Tuesday, 31 July 2012

How the NHS showed up my Olympic fickleness

It seems I have to confess to a certain fickleness. Or perhaps even double standards. Not hypocrisy, though, nothing that strong.

For weeks I’ve had barely a good word to say for the Olympics. I loathed the hype. I loathed the celebration of corporate values. I loathed the way the rest of us trying to use London were being pushed around.

So my position was clear. Perhaps I’d watch a bit of the occasional event, if it seemed interesting, but otherwise I was going to maintain my position of superior detachment.

And then came the opening ceremony. Obviously I wasn’t going to watch that. It would be far beneath me. 

‘Shall we watch the opening ceremony?’ said Danielle.

‘Why, yes, of course,’ I heard myself answering. With no connection between cynical brain and emotional mouth.

And from then on the emotion just grew. That section in the middle? The NHS bit? I had a lump in my throat. Nurses and patients taking part. Some of them had spent 150 hours in rehearsals. And it was a tribute to the NHS itself and the icon for it all was Great Ormond Street Hospital, Britain’s premier hospital for children. 

The NHS at the Olympics
How could I possibly avoid the emotion? Because we love our NHS over here. We love the idea that whoever we are, whatever our status, however much money we have or how little, if we get sick the NHS is there. Sure, other systems can deliver healthcare that’s even more effective, even more technological, even more expensive. But we know, with all its defects, we can count on the NHS to look after us.

No wonder Conservative MP Aidan Burley denounced it on Twitter as ‘leftie multicultural crap’, only to be denounced himself, by his own party leader David Cameron, as ‘idiotic’. Which is amusing considering that few of us would view the top of the party as much more intellectually gifted than the bottom.

Burley’s denunciation is completely characteristic, though as always amazing. The Right likes to think of itself as the repository of Christian values, but what could possibly better express the values of the Good Samaritan than an organisation that helps people when they need it without any question as to their means?

By then, of course, I was completely hooked. I watched rest long after Danielle had gone to bed. Since then I’ve seen a lot more of the games themselves than I intended.

My only excuse is that this is typically English behaviour. We like to strike an air of disdain, but the reality is that we’re as sentimental as the best of them – or perhaps the worst of them – and the detachment is really only a defence.

But it does look like terrible inconsistency. Not hypocrisy. But perhaps a little fickleness.

‘Well, I insist on a blog post. Come clean. Admit it to the world,’ said Danielle the next day.

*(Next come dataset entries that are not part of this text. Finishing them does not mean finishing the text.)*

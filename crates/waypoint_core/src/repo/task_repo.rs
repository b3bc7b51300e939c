//! Task repository: per-student task instances and their meeting links.
//!
//! # Responsibility
//! - Persist tasks and the task/meeting link table.
//! - Run the set-level writes that keep tasks aligned with their templates
//!   and with meeting schedule changes.
//!
//! # Invariants
//! - Completed tasks are never touched by resync, due propagation, or
//!   roadmap removal.
//! - Template matching treats a shared non-empty roadmap key as identity,
//!   so overrides and canonicals interchange transparently.

use crate::model::meeting::MeetingId;
use crate::model::roadmap::{MeetingPhase, RoadmapId, RoadmapKey};
use crate::model::student::{CounselorId, StudentId};
use crate::model::task::{SubmissionSettings, Task, TaskId, TaskTemplate, TaskType};
use crate::repo::{
    bool_to_int, column_bool, column_uuid, column_uuid_opt, parse_string_array, parse_uuid,
    string_array_text, RepoError, RepoResult,
};
use rusqlite::{params, Connection, Row};

const TASK_SELECT_SQL: &str = "SELECT
    id,
    student_id,
    task_template_id,
    meeting_template_ref,
    task_type,
    title,
    description,
    resource_links,
    diagnostic_link,
    form_link,
    allow_content,
    require_content,
    allow_file,
    require_file,
    allow_form,
    require_form,
    created_by_counselor,
    due_at,
    completed_at,
    archived_at,
    visible_to_student,
    assigned_at
FROM tasks";

/// Repository interface for task instances.
pub trait TaskRepository {
    fn create_task(&self, task: &Task) -> RepoResult<()>;
    fn get_task(&self, id: TaskId) -> RepoResult<Option<Task>>;
    fn update_task(&self, task: &Task) -> RepoResult<()>;
    fn delete_task(&self, id: TaskId) -> RepoResult<()>;
    /// Tasks of one student, unarchived, in due order (undated last).
    fn tasks_for_student(&self, student_id: StudentId) -> RepoResult<Vec<Task>>;

    /// Replaces the full set of meetings a task is linked to.
    fn set_task_meetings(&self, task_id: TaskId, meeting_ids: &[MeetingId]) -> RepoResult<()>;
    fn meetings_for_task(&self, task_id: TaskId) -> RepoResult<Vec<MeetingId>>;

    /// Whether the student already holds a task for the template, matched by
    /// template id or by shared roadmap key.
    fn student_has_task_for_template(
        &self,
        student_id: StudentId,
        template: &TaskTemplate,
    ) -> RepoResult<bool>;

    /// Tasks linked to the meeting whose templates hang off the meeting's
    /// agenda for the given phase.
    fn tasks_for_meeting_phase(
        &self,
        meeting_id: MeetingId,
        phase: MeetingPhase,
    ) -> RepoResult<Vec<Task>>;

    /// Rewrites the template-owned configuration of every incomplete task of
    /// the counselor's students whose template matches `template` by id or
    /// key. Returns the number of tasks rewritten.
    fn resync_incomplete_tasks_to_template(
        &self,
        template: &TaskTemplate,
        counselor_id: CounselorId,
    ) -> RepoResult<usize>;

    /// Applies a meeting due-date change to the meeting's incomplete tasks
    /// whose due date is unset or still equals `old_due`. Updated tasks
    /// become visible and get `assigned_at` stamped if missing. Returns the
    /// number of tasks updated.
    fn propagate_due_for_meeting(
        &self,
        meeting_id: MeetingId,
        old_due: Option<i64>,
        new_due: i64,
        now: i64,
    ) -> RepoResult<usize>;

    /// Deletes the student's incomplete tasks whose template is reachable
    /// from the roadmap, matched by id or key. Returns the number deleted.
    fn delete_incomplete_roadmap_tasks(
        &self,
        student_id: StudentId,
        roadmap_id: RoadmapId,
    ) -> RepoResult<usize>;
}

So this is it. My confession. Have I atoned sufficiently?

2 comments:

Anonymous said...

thgroupThe opening ceremony was indeed excellent viewing; it was heartening that it had NHS and Suffragette components.
I can't say as much for the actual games.
The "stories" are probably worth something; so far the controversy about the Chinese swimmer is probably the best. It's interesting how the "establishment" have exonerated the athlete, but it won't be surprising if, as the American said, it will be revealed in a few years that he was right after all. Another brilliant item was the mix-up with the Korean flags. But Jeremy C/Hunt's dropping the clanger is pure fiction! They made it up.

David Beeson said...

The other great moment was the disqualification of the Korean and Chinese badminton players. It gave me hope: after all, if the aim was to lose, I could qualify. I wouldn't even have to try.